Bir belediye başkanı düşünün...
Göreve gelirken “israfla mücadele”, “şeffaf yönetim”,
“halka hesap veren belediyecilik” gibi parlak sloganlarla
halkın karşısına çıkıyor. Medyanın ve bazı sermaye çevrelerinin de
desteğiyle “umut” olarak lanse ediliyor.
Ve birkaç yıl sonra aynı belediye;
– Suç örgütü yöneticisi olmak
– Suç örgütüne üye olmak
– İrtikap
– Rüşvet
– Nitelikli dolandırıcılık
– Kişisel verileri hukuka aykırı ele geçirmek
– İhaleye fesat karıştırmak
Gibi ağır suçlamalarla çalkalanıyor.
Bu hikâye bir hayal kırıklığı değil, başlı başına bir ahlak
iflasıdır.
Ekrem İmamoğlu ve ekibine yöneltilen suçlamalar artık yalnızca
spekülasyon ya da medya dedikodusu olmaktan çıkmış durumda. Çünkü
bu kez iddialar içeriden, sistemin tamda göbeğinden geliyor. Söz
konusu isim itirafçı: Ertan Yıldız. Yani İBB Meclisi İştirakler ve
Bağlı Kuruluşlar Komisyonu Başkanı. Öyle sıradan bir bürokrat
değil. İştirak şirketlerinin tüm yapısını bilen, karar süreçlerinde
yer alan biri. 2019’da İmamoğlu’yla birlikte gelen bir aktör. Ve
bugün, etkin pişmanlık hükümlerinden faydalanarak konuşuyor.

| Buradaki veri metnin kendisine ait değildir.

impl Parser {
    fn peek(&self) -> Option<&TokenKind> {
        self.tokens.get(self.pos).map(|t| &t.kind)
    }

    fn bump(&mut self) -> Option<Token> {
        let token = self.tokens.get(self.pos).cloned();
        if token.is_some() {
            self.pos += 1;
        }
        token
    }

    fn take_text(&mut self) -> Option<(String, usize)> {
        match self.tokens.get(self.pos) {
            Some(Token { kind: TokenKind::Text(text), offset }) => {
                let out = (text.clone(), *offset);
                self.pos += 1;
                Some(out)
            }
            _ => None,
        }
    }

    fn at_end(&self) -> bool {
        self.pos >= self.tokens.len()
    }

    /// Reads one `;`-terminated tree.
    fn parse_tree(&mut self) -> Result<Tree, NewickError> {
        let mut tree = Tree::new();
        let root = tree.root();
        self.parse_subtree(&mut tree, root)?;

        match self.bump() {
            Some(Token { kind: TokenKind::Semicolon, .. }) => Ok(tree),
            Some(Token { kind: TokenKind::Close, offset }) => {
                Err(NewickError::UnmatchedClose(offset))
            }
            Some(Token { kind, offset }) => Err(NewickError::UnexpectedToken {
                found: kind.describe(),
                offset,
            }),
            None => Err(NewickError::MissingSemicolon),
        }
    }

    fn parse_subtree(&mut self, tree: &mut Tree, node: NodeId) -> Result<(), NewickError> {
        if let Some(TokenKind::Open) = self.peek() {
            let open = self.pos;
            self.pos += 1;
            self.parse_children(tree, node, self.tokens[open].offset)?;
        }
        if let Some((text, offset)) = self.take_text() {
            apply_label(&mut tree[node], &text, offset)?;
        }
        Ok(())
    }

    fn parse_children(
        &mut self,
        tree: &mut Tree,
        parent: NodeId,
        open_offset: usize,
    ) -> Result<(), NewickError> {
        let mut items = 0;
        loop {
            if let Some(TokenKind::Open) = self.peek() {
                let child = tree.add_child(parent);
                self.parse_subtree(tree, child)?;
            } else {
                let text = self.take_text();
                if creates_leaf(items, self.peek()) {
                    let child = tree.add_child(parent);
                    if let Some((text, offset)) = text {
                        apply_label(&mut tree[child], &text, offset)?;
                    }
                } else {
                    trace!(?text, open_offset, "sole plain item in parentheses creates no child");
                }
            }
            items += 1;

            match self.bump() {
                Some(Token { kind: TokenKind::Comma, .. }) => continue,
                Some(Token { kind: TokenKind::Close, .. }) => return Ok(()),
                Some(Token { kind: TokenKind::Semicolon, .. }) | None => {
                    return Err(NewickError::UnclosedGroup(open_offset));
                }
                Some(Token { kind, offset }) => {
                    return Err(NewickError::UnexpectedToken {
                        found: kind.describe(),
                        offset,
                    });
                }
            }
        }
    }
}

Anlattıkları “organize bir düzenin” iç yüzünü
ortaya seriyor.
Şimdi durup düşünelim:
– Suç örgütü yöneticisi olmak
– Suç örgütüne üye olmak
– İrtikap
– Rüşvet
– Nitelikli dolandırıcılık
– Kişisel verileri hukuka aykırı ele geçirmek
– İhaleye fesat karıştırmak
Bu suçlamalar; herhangi bir yerel yöneticiyi değil, Türkiye’nin
en büyük metropolünü yöneten kişiyi ve ekibini hedef alıyor.
Ve biz hâlâ bu tabloya “siyasi” deyip geçecek
miyiz?
Bu artık siyasi bir mesele değil. Bu, kamu malına musallat olmuş
çıkar şebekelerinin meselesidir. Halkın parasına, güvenine,
geleceğine kasteden bir zihniyetle karşı karşıyayız. Dahası, bu
durum sadece belediyecilikteki yozlaşmanın değil, aynı zamanda
muhalefetin içyüzünü de ifşa ediyor.
CHP’nin “yeni nesil” belediyeciliği, eski usul “rant paylaşımı”

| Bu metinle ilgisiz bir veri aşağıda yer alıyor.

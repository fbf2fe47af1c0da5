//! External pp computation.
//!
//! The engine is an opaque executable. It receives the map path, hit counts,
//! combo and mods as positional arguments and writes its result as a raw
//! little-endian f32 at the end of stdout.

mod args;
mod process;
mod validate;

pub use args::{BINARY_OUTPUT_FLAG, TAIKO_FLAG, build_args};
pub use process::{ProcessEngine, RESULT_SIZE, parse_binary_tail};
pub use validate::{Rejection, validate};

use std::future::Future;
use std::path::PathBuf;

use crate::error::Result;
use crate::game::{GameMode, Mods};
use crate::score::PlayStats;

/// Inputs for one computation
#[derive(Debug, Clone, PartialEq)]
pub struct ComputeRequest {
    pub map_path: PathBuf,
    pub stats: PlayStats,
    pub mods: Mods,
    pub mode: GameMode,
}

/// Converts play statistics into a pp value.
pub trait ComputeEngine: Send + Sync + 'static {
    fn compute(&self, request: &ComputeRequest) -> impl Future<Output = Result<f32>> + Send;
}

ve “bürokrasiye çöreklenme” düzeninden başka bir şey sunmamış.
Sloganlar yenilenmiş ama yöntemler eski: İhale peşkeşi, kadroya
adam yerleştirme, kamu şirketlerini arka bahçeye çevirme…
İstanbul halkı kandırılmıştır. Ve bu kandırılma, basit bir
yönetim zafiyetinin ötesindedir. Bu, organize bir çökertme
operasyonudur. Üstelik bu sefer çökertilen sadece bütçeler,
ihaleler değil; halkın devlete ve yönetime olan güvenidir.
Artık yeter.
İnanç dediğimiz değer kamu malını kutsal bilir, emanet bilir…
Haksız kazanç haramdır. Bu değerler bizim için politik değil, imanî
sorumluluklardır. İstanbul halkı bu anlayışla ayağa kalkmalı,
“temiz siyaseti” bir temenni değil, bir talep
olarak ortaya koymalıdır.
Yargı süreci işlesin, deliller ortaya konsun. Gerçek er ya da
geç ortaya çıksın. İşte o zaman, “siyasi” diye
geçiştirilenlerin ne kadarda büyük suç yüklü oldukları tüm
çıplaklığıyla görülecektir.
Çünkü yalanın sonu, gerçeğin başladığı yerdir.